A MAGICAL JOURNEY WITH CARLOS CASTANEDA
その話は1956年、『知覚の扉』を読み始める前のことだった。この本は学問性と恐るべき神秘 mysterium tremendum の折衷的混合であった。一度読むなりカルロスは夢中になった。ほとんど未知のドラッグの影響下にありながら、しかしもっとも優れた作家が洗練された学的方法で書きつけたものがあった。ハックスレイは偽グルの狂気じみた幻想家ではない。薬物作用の産物として、特異な世界観を手にした知的な紳士だった。カルロスが成りたかった全てである人物がここにいた。都会的で、文学的、知的で尊敬に値し、創造的かつ優れた作家、まれな資質を持った芸術家である。ハックスレイは伝統的な意味で教養人、知者であることの保証と卓越性を持っていた。ドラッグ使用や変性意識における微妙なほころびの感覚はまったくなかった。ハックスレイは越えていた。彼は大衆から束縛されず汚されないままにとどまっていた。
カルロスの心の中ではハックスレイはアカデミズムの罠を逃れていた。醜悪な悪夢。教授たちが授業をぴょんぴょん飛びはね、学部のバーティではツイードのジャケットにパイプをくゆらせ、なにくわぬ顔で満足し、アカデミックなそして退屈な話をしている。ハックスレイはそれを逃れている。1950年代中頃、彼はドラッグの中に、宗教、迷信、純粋な原始呪術の中に飛び込み、そして勝利者として現れた。彼は中傷者たちを確信させた。しかし事実はその実験ならびに説得力ある議論はキャンパスで雇われた専門家を越えた長年光り輝いた。
彼はまるで二人の違った人間のようだった。あるレベルではグレイのスーツに身をつつみ、学問的作業を楽しみ、型にはまった授業で教え、最初は練習問題からというふうにしゃべる。別のレベルでは高められた意識のマスターとしてのハックスレイがいる。
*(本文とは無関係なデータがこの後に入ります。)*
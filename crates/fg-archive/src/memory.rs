use std::collections::{BTreeMap, HashMap};

use chrono::Utc;
use dashmap::DashMap;
use fg_types::{
    AlignmentRecord, CombinationKey, ExperimentKey, ExperimentSchema, FgError, FgResult,
    InferenceKind, MappingKey, MetaTags, ModelRecord, ProjectKey, RunRecord, SpacerIndices,
    StatisticsRecord, TrackingMapping, WorkerKey,
};
use parking_lot::RwLock;
use tokio::sync::watch;
use tracing::debug;

use crate::store::Archive;

type ParticipantKey = (ProjectKey, String);

/// In-process archive backed by concurrent maps.
#[derive(Debug)]
pub struct MemoryArchive {
    // One lock so a batch of alignments lands atomically.
    alignments: RwLock<HashMap<ParticipantKey, AlignmentRecord>>,
    tags: DashMap<ParticipantKey, MetaTags>,
    experiments: DashMap<ExperimentKey, ExperimentSchema>,
    runs: DashMap<CombinationKey, RunRecord>,
    models: DashMap<CombinationKey, ModelRecord>,
    statistics: DashMap<(InferenceKind, WorkerKey), StatisticsRecord>,
    mappings: DashMap<MappingKey, TrackingMapping>,
    stats: RwLock<ArchiveStats>,
    revision: watch::Sender<u64>,
}

impl Default for MemoryArchive {
    fn default() -> Self {
        Self::new()
    }
}

impl MemoryArchive {
    pub fn new() -> Self {
        let (revision, _) = watch::channel(0);
        Self {
            alignments: RwLock::new(HashMap::new()),
            tags: DashMap::new(),
            experiments: DashMap::new(),
            runs: DashMap::new(),
            models: DashMap::new(),
            statistics: DashMap::new(),
            mappings: DashMap::new(),
            stats: RwLock::new(ArchiveStats::default()),
            revision,
        }
    }

    pub fn stats(&self) -> ArchiveStats {
        self.stats.read().clone()
    }

    fn record_write(&self, overwritten: bool) {
        {
            let mut stats = self.stats.write();
            stats.writes += 1;
            if overwritten {
                stats.overwrites += 1;
            }
        }
        self.revision.send_modify(|revision| *revision += 1);
    }
}

impl Archive for MemoryArchive {
    fn read_alignment(
        &self,
        key: &ProjectKey,
        participant_id: &str,
    ) -> FgResult<Option<AlignmentRecord>> {
        let alignments = self.alignments.read();
        Ok(alignments
            .get(&(key.clone(), participant_id.to_string()))
            .cloned())
    }

    fn read_alignments(&self, key: &ProjectKey) -> FgResult<BTreeMap<String, AlignmentRecord>> {
        let alignments = self.alignments.read();
        Ok(alignments
            .iter()
            .filter(|((project, _), _)| project == key)
            .map(|((_, participant_id), record)| (participant_id.clone(), record.clone()))
            .collect())
    }

    fn write_alignments(
        &self,
        key: &ProjectKey,
        alignments: &BTreeMap<String, SpacerIndices>,
    ) -> FgResult<()> {
        if alignments.is_empty() {
            return Ok(());
        }

        let overwritten = {
            let mut stored = self.alignments.write();
            let now = Utc::now();
            let mut overwritten = false;
            for (participant_id, spacers) in alignments {
                let slot = (key.clone(), participant_id.clone());
                match stored.get_mut(&slot) {
                    Some(record) => {
                        record.spacers = spacers.clone();
                        record.updated_at = now;
                        overwritten = true;
                    }
                    None => {
                        stored.insert(
                            slot,
                            AlignmentRecord::new(key.clone(), participant_id.clone(), spacers.clone()),
                        );
                    }
                }
            }
            overwritten
        };

        debug!(
            collab_id = %key.collab_id,
            project_id = %key.project_id,
            participants = alignments.len(),
            "Archived alignments"
        );
        self.record_write(overwritten);
        Ok(())
    }

    fn read_tags(&self, key: &ProjectKey, participant_id: &str) -> FgResult<Option<MetaTags>> {
        Ok(self
            .tags
            .get(&(key.clone(), participant_id.to_string()))
            .map(|entry| entry.value().clone()))
    }

    fn write_tags(&self, key: &ProjectKey, participant_id: &str, tags: MetaTags) -> FgResult<()> {
        let previous = self
            .tags
            .insert((key.clone(), participant_id.to_string()), tags);
        self.record_write(previous.is_some());
        Ok(())
    }

    fn read_experiment(&self, key: &ExperimentKey) -> FgResult<Option<ExperimentSchema>> {
        Ok(self.experiments.get(key).map(|entry| entry.value().clone()))
    }

    fn write_experiment(&self, schema: ExperimentSchema) -> FgResult<()> {
        let previous = self.experiments.insert(schema.key.clone(), schema);
        self.record_write(previous.is_some());
        Ok(())
    }

    fn write_run(&self, run: RunRecord) -> FgResult<()> {
        let previous = self.runs.insert(run.key.clone(), run);
        self.record_write(previous.is_some());
        Ok(())
    }

    fn read_run(&self, key: &CombinationKey) -> FgResult<Option<RunRecord>> {
        Ok(self.runs.get(key).map(|entry| entry.value().clone()))
    }

    fn read_runs(&self, key: &ExperimentKey) -> FgResult<Vec<RunRecord>> {
        let mut runs: Vec<RunRecord> = self
            .runs
            .iter()
            .filter(|entry| &entry.key().experiment() == key)
            .map(|entry| entry.value().clone())
            .collect();
        runs.sort_by(|a, b| a.key.cmp(&b.key));
        Ok(runs)
    }

    fn write_model(&self, model: ModelRecord) -> FgResult<()> {
        let previous = self.models.insert(model.key.clone(), model);
        self.record_write(previous.is_some());
        Ok(())
    }

    fn read_model(&self, key: &CombinationKey) -> FgResult<Option<ModelRecord>> {
        Ok(self.models.get(key).map(|entry| entry.value().clone()))
    }

    fn write_statistics(&self, record: StatisticsRecord) -> FgResult<()> {
        let previous = self
            .statistics
            .insert((record.kind, record.key.clone()), record);
        self.record_write(previous.is_some());
        Ok(())
    }

    fn read_statistics(
        &self,
        kind: InferenceKind,
        key: &WorkerKey,
    ) -> FgResult<Option<StatisticsRecord>> {
        Ok(self
            .statistics
            .get(&(kind, key.clone()))
            .map(|entry| entry.value().clone()))
    }

    fn read_combination_statistics(
        &self,
        kind: InferenceKind,
        key: &CombinationKey,
    ) -> FgResult<BTreeMap<String, StatisticsRecord>> {
        Ok(self
            .statistics
            .iter()
            .filter(|entry| entry.key().0 == kind && &entry.key().1.combination == key)
            .map(|entry| (entry.key().1.participant_id.clone(), entry.value().clone()))
            .collect())
    }

    fn read_experiment_statistics(
        &self,
        kind: InferenceKind,
        key: &ExperimentKey,
    ) -> FgResult<Vec<StatisticsRecord>> {
        let mut records: Vec<StatisticsRecord> = self
            .statistics
            .iter()
            .filter(|entry| entry.key().0 == kind && &entry.key().1.combination.experiment() == key)
            .map(|entry| entry.value().clone())
            .collect();
        records.sort_by(|a, b| a.key.cmp(&b.key));
        Ok(records)
    }

    fn read_mapping(&self, key: &MappingKey) -> FgResult<Option<TrackingMapping>> {
        Ok(self.mappings.get(key).map(|entry| entry.value().clone()))
    }

    fn create_mapping(&self, mapping: TrackingMapping) -> FgResult<TrackingMapping> {
        use dashmap::mapref::entry::Entry;

        match self.mappings.entry(mapping.key.clone()) {
            Entry::Occupied(_) => {
                return Err(FgError::Archive(format!(
                    "tracking mapping for {:?} already exists",
                    mapping.key
                )))
            }
            Entry::Vacant(slot) => {
                slot.insert(mapping.clone());
            }
        }
        self.record_write(false);
        Ok(mapping)
    }

    fn update_mapping_uri(&self, key: &MappingKey, uri: &str) -> FgResult<TrackingMapping> {
        let updated = {
            let mut entry = self
                .mappings
                .get_mut(key)
                .ok_or_else(|| FgError::Archive(format!("no tracking mapping for {:?}", key)))?;
            entry.uri = uri.to_string();
            entry.value().clone()
        };
        self.record_write(true);
        Ok(updated)
    }

    fn subscribe(&self) -> watch::Receiver<u64> {
        self.revision.subscribe()
    }
}

/// Write counters
#[derive(Debug, Clone, Default)]
pub struct ArchiveStats {
    pub writes: u64,
    pub overwrites: u64,
}

#[cfg(test)]
mod tests {
    use super::*;
    use fg_types::{AxisIndices, DatasetMeta, InferenceStatistics, TrackingDestination, TrackingKind};

    fn project() -> ProjectKey {
        ProjectKey::new("collab", "project")
    }

    fn spacers(x: Vec<usize>) -> SpacerIndices {
        let mut spacers = SpacerIndices::default();
        spacers.train = AxisIndices { x, y: vec![] };
        spacers
    }

    #[test]
    fn alignment_batch_preserves_creation_time() {
        let archive = MemoryArchive::new();
        let mut batch = BTreeMap::new();
        batch.insert("alice".to_string(), spacers(vec![1]));
        batch.insert("bob".to_string(), spacers(vec![]));
        archive.write_alignments(&project(), &batch).unwrap();

        let first = archive.read_alignment(&project(), "alice").unwrap().unwrap();

        let mut update = BTreeMap::new();
        update.insert("alice".to_string(), spacers(vec![2, 3]));
        archive.write_alignments(&project(), &update).unwrap();

        let second = archive.read_alignment(&project(), "alice").unwrap().unwrap();
        assert_eq!(second.created_at, first.created_at);
        assert_eq!(second.spacers.train.x, vec![2, 3]);
        assert_eq!(archive.read_alignments(&project()).unwrap().len(), 2);
        assert_eq!(archive.stats().overwrites, 1);
    }

    #[test]
    fn statistics_are_last_writer_wins() {
        let archive = MemoryArchive::new();
        let key = CombinationKey::new("c", "p", "e", "r");
        let mut stats = BTreeMap::new();
        stats.insert(DatasetMeta::Evaluate, InferenceStatistics::default());

        archive
            .write_statistics(StatisticsRecord::new(
                key.worker("alice"),
                InferenceKind::Validation,
                stats.clone(),
            ))
            .unwrap();
        archive
            .write_statistics(StatisticsRecord::new(
                key.worker("alice"),
                InferenceKind::Validation,
                stats,
            ))
            .unwrap();

        let all = archive
            .read_combination_statistics(InferenceKind::Validation, &key)
            .unwrap();
        assert_eq!(all.len(), 1);
        assert!(archive
            .read_combination_statistics(InferenceKind::Prediction, &key)
            .unwrap()
            .is_empty());
    }

    #[test]
    fn mappings_are_created_once() {
        let archive = MemoryArchive::new();
        let key = MappingKey {
            collab_id: "c".into(),
            project_id: "p".into(),
            kind: TrackingKind::Experiment,
            record: "e".into(),
            destination: TrackingDestination::Local,
        };
        let mapping = TrackingMapping::new(key.clone(), "7", "c_>_p_>_e", "/tmp/mlruns");
        archive.create_mapping(mapping.clone()).unwrap();
        assert!(archive.create_mapping(mapping).is_err());

        let updated = archive.update_mapping_uri(&key, "/srv/mlruns").unwrap();
        assert_eq!(updated.tracking_id, "7");
        assert_eq!(updated.uri, "/srv/mlruns");
    }

    #[tokio::test]
    async fn writes_notify_subscribers() {
        let archive = MemoryArchive::new();
        let mut receiver = archive.subscribe();
        let before = *receiver.borrow_and_update();

        archive
            .write_tags(&project(), "alice", MetaTags::default())
            .unwrap();

        receiver.changed().await.unwrap();
        assert!(*receiver.borrow() > before);
    }
}
use std::sync::Arc;

use async_trait::async_trait;
use fg_archive::Archive;
use fg_engine::{Dispatcher, JobBatch};
use fg_types::{
    validation_error, Action, CycleFlags, DispatchMode, ExperimentKey, FgResult, Grid,
    JobParameters, OptimizationError, Phase, RunRecord,
};
use tokio::time::Instant;
use tracing::{error, info};

use crate::barrier::CompletionBarrier;
use crate::metrics::{aggregate_metric, summarise, SearchMetric};
use crate::resources::TrialResources;
use crate::search::{to_hyperparameters, Assignment};
use crate::trial::{new_search_run_id, TrialResult};

/// Everything a trial needs besides its hyperparameters.
#[derive(Debug, Clone, PartialEq)]
pub struct TrialContext {
    pub experiment: ExperimentKey,
    pub action: Action,
    pub grid: Grid,
    pub metric: SearchMetric,
    pub flags: CycleFlags,
    pub resources: TrialResources,
}

/// Runs one assignment and reports its objective.
#[async_trait]
pub trait TrialExecutor: Send + Sync {
    async fn run_trial(&self, context: &TrialContext, assignment: &Assignment)
        -> FgResult<TrialResult>;
}

/// Executes trials as federated cycles on the cluster queues.
pub struct TrialCoordinator {
    dispatcher: Arc<dyn Dispatcher>,
    archive: Arc<dyn Archive>,
    barrier: CompletionBarrier,
}

impl TrialCoordinator {
    pub fn new(
        dispatcher: Arc<dyn Dispatcher>,
        archive: Arc<dyn Archive>,
        barrier: CompletionBarrier,
    ) -> Self {
        Self {
            dispatcher,
            archive,
            barrier,
        }
    }
}

#[async_trait]
impl TrialExecutor for TrialCoordinator {
    async fn run_trial(
        &self,
        context: &TrialContext,
        assignment: &Assignment,
    ) -> FgResult<TrialResult> {
        // Only one grid session exists in-process, trials need the queues
        if self.dispatcher.mode() != DispatchMode::Cluster {
            error!(
                collab_id = %context.experiment.collab_id,
                project_id = %context.experiment.project_id,
                expt_id = %context.experiment.expt_id,
                "Hyperparameter search requested outside cluster mode"
            );
            return Err(OptimizationError::StandaloneUnsupported {
                key: context.experiment.clone(),
            }
            .into());
        }
        if context.grid.is_empty() {
            return Err(validation_error!(
                "no participants to run trials on for {}",
                context.experiment
            ));
        }

        let started = Instant::now();
        let run_id = new_search_run_id();
        let key = context.experiment.run(run_id.as_str());
        let hyperparameters = to_hyperparameters(assignment);

        // Consumers train from the run record, so it lands before dispatch
        self.archive
            .write_run(RunRecord::new(key.clone(), hyperparameters.clone()))?;

        let batch = JobBatch::new(Phase::Optimize, context.grid.clone()).with_job(
            key.clone(),
            JobParameters::Optimize {
                action: context.action,
                experiment: key.expt_id.clone(),
                run: run_id.clone(),
                hyperparameters,
                flags: context.flags.clone(),
            },
        );
        self.dispatcher.dispatch(batch).await?;
        info!(
            expt_id = %key.expt_id,
            run_id = %run_id,
            participants = context.grid.len(),
            "Trial dispatched"
        );

        let records = self.barrier.wait(&key, &context.grid.participants()).await?;
        let objective = aggregate_metric(context.metric, &records)?;
        info!(run_id = %run_id, metric = %context.metric, objective, "Trial completed");

        Ok(TrialResult {
            run_id,
            objective,
            metrics: summarise(&records),
            parameters: assignment.clone(),
            resources: context.resources,
            duration_ms: started.elapsed().as_millis() as u64,
        })
    }
}

#[cfg(test)]
mod tests {
    use super::*;
    use crate::search::ParameterValue;
    use crossbeam_channel::{unbounded, Receiver};
    use fg_archive::MemoryArchive;
    use fg_engine::{ChannelProducerFactory, DispatchOutcome, QueueDispatcher, QueuedJob};
    use fg_types::{
        CoordinatorConfig, DatasetMeta, FgError, GridEntry, InferenceKind, InferenceStatistics,
        MetaStatistics, MetaTags, NodeAddress, OptimizationSettings, ParticipantRole,
        QueueEndpoint, StatValue, StatisticsRecord,
    };
    use serde_json::json;
    use std::time::Duration;

    fn grid() -> Grid {
        let entry = |participant: &str| GridEntry {
            participant_id: participant.into(),
            worker_id: format!("worker-{}", participant),
            address: NodeAddress {
                host: "127.0.0.1".into(),
                port: 8020,
                f_port: 5000,
            },
            role: ParticipantRole::Guest,
            tags: MetaTags::default(),
            alignment: None,
        };
        Grid::new(vec![entry("alice"), entry("bob")])
    }

    fn context() -> TrialContext {
        TrialContext {
            experiment: ExperimentKey::new("collab", "project", "expt"),
            action: Action::Classify,
            grid: grid(),
            metric: SearchMetric::Accuracy,
            flags: CycleFlags::default(),
            resources: TrialResources { cpus: 1.0, gpus: 0.0 },
        }
    }

    fn assignment() -> Assignment {
        let mut assignment = Assignment::new();
        assignment.insert("lr".into(), ParameterValue::Float(0.01));
        assignment.insert("rounds".into(), ParameterValue::Int(5));
        assignment
    }

    fn barrier(archive: Arc<MemoryArchive>, timeout_secs: u64) -> CompletionBarrier {
        CompletionBarrier::new(
            archive,
            &OptimizationSettings {
                poll_interval_ms: 200,
                trial_timeout_secs: timeout_secs,
            },
        )
    }

    fn cluster(sender: crossbeam_channel::Sender<QueuedJob>) -> Arc<dyn Dispatcher> {
        let config = CoordinatorConfig {
            mode: DispatchMode::Cluster,
            queue: Some(QueueEndpoint {
                host: "queue.local".into(),
                port: 9092,
            }),
            ..Default::default()
        };
        Arc::new(QueueDispatcher::new(
            config,
            Arc::new(ChannelProducerFactory::new(sender)),
        ))
    }

    /// Stands in for the queue consumer: archives validation statistics for
    /// each evaluation message it picks up.
    fn consume(receiver: Receiver<QueuedJob>, archive: Arc<MemoryArchive>) {
        tokio::spawn(async move {
            loop {
                while let Ok(job) = receiver.try_recv() {
                    // An optimize consumer trains, then evaluates on every participant
                    let JobParameters::Optimize { .. } = job.message.parameters else {
                        continue;
                    };
                    let participants = job.message.grid.participants();
                    let Some(key) = job.message.key.combination().cloned() else {
                        continue;
                    };
                    tokio::time::sleep(Duration::from_secs(2)).await;
                    for participant in participants {
                        let accuracy = match participant.as_str() {
                            "alice" => vec![0.8, 0.6],
                            _ => vec![f64::NAN, 0.5],
                        };
                        let mut evaluate = InferenceStatistics::default();
                        evaluate
                            .statistics
                            .insert("accuracy".into(), StatValue::Series(accuracy));
                        let mut per_meta = MetaStatistics::new();
                        per_meta.insert(DatasetMeta::Evaluate, evaluate);
                        archive
                            .write_statistics(StatisticsRecord::new(
                                key.worker(participant),
                                InferenceKind::Validation,
                                per_meta,
                            ))
                            .unwrap();
                    }
                }
                tokio::time::sleep(Duration::from_millis(50)).await;
            }
        });
    }

    #[tokio::test(start_paused = true)]
    async fn trial_reports_clamped_cross_participant_mean() {
        let archive = Arc::new(MemoryArchive::new());
        let (sender, receiver) = unbounded();
        consume(receiver, archive.clone());

        let coordinator = TrialCoordinator::new(cluster(sender), archive.clone(), barrier(archive.clone(), 60));
        let result = coordinator.run_trial(&context(), &assignment()).await.unwrap();

        // alice (0.8 + 0.6) / 2, bob (0 + 0.5) / 2
        assert!((result.objective - 0.475).abs() < 1e-9, "got {}", result.objective);
        assert!(result.run_id.starts_with("optim_run_"));
        assert_eq!(result.metrics.len(), 1);

        let run = archive
            .read_run(&context().experiment.run(result.run_id.as_str()))
            .unwrap()
            .unwrap();
        assert_eq!(run.hyperparameters["lr"], json!(0.01));
        assert_eq!(run.hyperparameters["rounds"], json!(5));
    }

    #[tokio::test(start_paused = true)]
    async fn unanswered_trial_times_out_with_pending_participants() {
        let archive = Arc::new(MemoryArchive::new());
        let (sender, _receiver) = unbounded();

        let coordinator = TrialCoordinator::new(cluster(sender), archive.clone(), barrier(archive, 30));
        let error = coordinator.run_trial(&context(), &assignment()).await.unwrap_err();
        match error {
            FgError::Optimization(OptimizationError::TrialTimeout { key, pending }) => {
                assert!(key.run_id.starts_with("optim_run_"));
                assert_eq!(pending, vec!["alice".to_string(), "bob".to_string()]);
            }
            other => panic!("unexpected error: {other}"),
        }
    }

    struct Inline;

    #[async_trait]
    impl Dispatcher for Inline {
        fn mode(&self) -> DispatchMode {
            DispatchMode::Standalone
        }

        async fn dispatch(&self, _batch: JobBatch) -> FgResult<DispatchOutcome> {
            Ok(DispatchOutcome::Completed(Vec::new()))
        }
    }

    #[tokio::test]
    async fn standalone_mode_is_unsupported() {
        let archive = Arc::new(MemoryArchive::new());
        let coordinator = TrialCoordinator::new(Arc::new(Inline), archive.clone(), barrier(archive.clone(), 1));

        let error = coordinator.run_trial(&context(), &assignment()).await.unwrap_err();
        assert!(matches!(
            error,
            FgError::Optimization(OptimizationError::StandaloneUnsupported { .. })
        ));
        assert_eq!(archive.stats().writes, 0);
    }
}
恐ろしく平凡な学校的因習を彼に見つけるのは普通のことだ。たくさんの職業科専攻学生、生物学の学生がいる。卒業プログラムに熱中する親たち。そして祭壇には司祭よろしく騎手の鞭を合図に学生を眺めやる...。ハックスレイ、彼はそういう者たちの一員ではなかった。カルロスは彼に二つの世界で生きる者、つまり彼が成りたかった者を見ていた。
カルロスはハックスレイが理解したと見てとった。ハックスレイは古いクランデロス curanderos をとスー・チャイルドレスの創造を理解していただろう。骨の随まで彼は限界がないことを、偶然や偶然の一致などないことを知っていた。あるのはただ抑制されない主観、恐るべき神秘 mysterium tremendumだけだった。
【註】 curanderos は不明。
スー・チャイルドレスはカスタネダが勝手に作った架空の女性像。しかしマーガレットは電話帳で調べて実在していたことを知る。カルロスが描いたスケッチと極めて似ているのでマーガレットは興奮する。マーガレットは彼女と友達になり、いろいろカルロスとの関係を問い質すが、彼女はカルロスのことを知らない。しかしある学校の創作教室に彼らは所属していたことを突き止める。真相は闇の中だが、この一件でマーガレットは自分のことを神秘的に見せたいカルロスの面を強調している。